Capitalizing on the cachet of their famous designer, the Halls say they plan to make the winery a destination, where visitors could take one of several tours that will be offered of the winemaking facilities, the architecture and artwork. "This is what Napa is good at," Mr. Hall said. "I think we can do that better than others."

At the groundbreaking ceremony, Mr. Gehry, dressed in black, mingled with the assembled guests, which included Jerry Brown, California's former governor and now its attorney general; Paul Pelosi Sr., an investment banker based in San Francisco and the husband of Nancy Pelosi, the House speaker; and the winemaker Robert Mondavi and his wife, Margrit, whose Mission-style winery in Napa was designed in the 1960s by Cliff May and was a pioneer among Napa wineries built after Prohibition.
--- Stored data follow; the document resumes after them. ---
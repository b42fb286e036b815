//! src/services/catalog_service.rs
//!
//! CatalogService — the relational surface of the platform: courses,
//! academic terms, offerings with teacher assignments, student enrollments,
//! modules, and per-user module progress. Deletes cascade down the
//! offering → module → content chain; payload files of cascaded content are
//! removed best-effort.

use crate::models::course::{AcademicTerm, Course, Enrollment, Offering};
use crate::models::module::{Module, ModuleProgress};
use crate::models::user::{Role, User};
use chrono::{NaiveDate, Utc};
use serde::{Deserialize, Serialize};
use sqlx::SqlitePool;
use std::{io, path::PathBuf, sync::Arc};
use thiserror::Error;
use tokio::fs;
use tracing::debug;
use uuid::Uuid;

#[derive(Debug, Error)]
pub enum CatalogError {
    #[error("course `{0}` not found")]
    CourseNotFound(Uuid),
    #[error("term `{0}` not found")]
    TermNotFound(Uuid),
    #[error("offering `{0}` not found")]
    OfferingNotFound(Uuid),
    #[error("module `{0}` not found")]
    ModuleNotFound(Uuid),
    #[error("user `{0}` not found")]
    UserNotFound(Uuid),
    #[error("course code `{0}` already exists")]
    DuplicateCourseCode(String),
    #[error("offering for this course and term already exists")]
    DuplicateOffering,
    #[error("student is already enrolled in this offering")]
    AlreadyEnrolled,
    #[error("module position {0} is already taken in this offering")]
    PositionTaken(i64),
    #[error(transparent)]
    Sqlx(#[from] sqlx::Error),
    #[error(transparent)]
    Io(#[from] io::Error),
}

pub type CatalogResult<T> = Result<T, CatalogError>;

#[derive(Debug, Deserialize)]
pub struct NewCourse {
    pub code: String,
    pub name: String,
    #[serde(default)]
    pub description: String,
    pub credits: i64,
}

#[derive(Debug, Deserialize)]
pub struct NewTerm {
    pub name: String,
    pub start_date: NaiveDate,
    pub end_date: NaiveDate,
    #[serde(default)]
    pub active: bool,
}

#[derive(Debug, Deserialize)]
pub struct NewModule {
    pub title: String,
    #[serde(default)]
    pub description: String,
    pub position: i64,
}

#[derive(Debug, Deserialize)]
pub struct NewUser {
    pub username: String,
    pub display_name: String,
    pub role: Role,
}

/// One row of a student's home view.
#[derive(Debug, Serialize)]
pub struct StudentCourseSummary {
    pub offering: Offering,
    pub course: Course,
    pub total_modules: i64,
    pub completed_modules: i64,
    /// Integer percentage; 0 when the offering has no modules.
    pub progress: i64,
}

/// One row of a teacher's home view.
#[derive(Debug, Serialize)]
pub struct TeachingSummary {
    pub offering: Offering,
    pub course: Course,
    pub students_count: i64,
}

/// CatalogService provides CRUD and aggregation over the course schema.
#[derive(Clone)]
pub struct CatalogService {
    /// Shared SQLite connection pool.
    pub db: Arc<SqlitePool>,

    /// Upload directory, used to remove payload files of cascaded content.
    pub base_path: PathBuf,
}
"With the artful combination of the historic and the new, the natural and the human-made," Mr. Gehry said, "it is our intention that the new Hall Winery will be an experience that is unique to and harmonious with the beauty of the Napa Valley."

Mr. Hall, too, said he hoped that the winery would become an important addition to the Napa landscape, as well as a symbol of the area's rise in the winemaking world.

"We have a chance to make a difference, to create something that will stand the test of time," he said. The way a great wine does.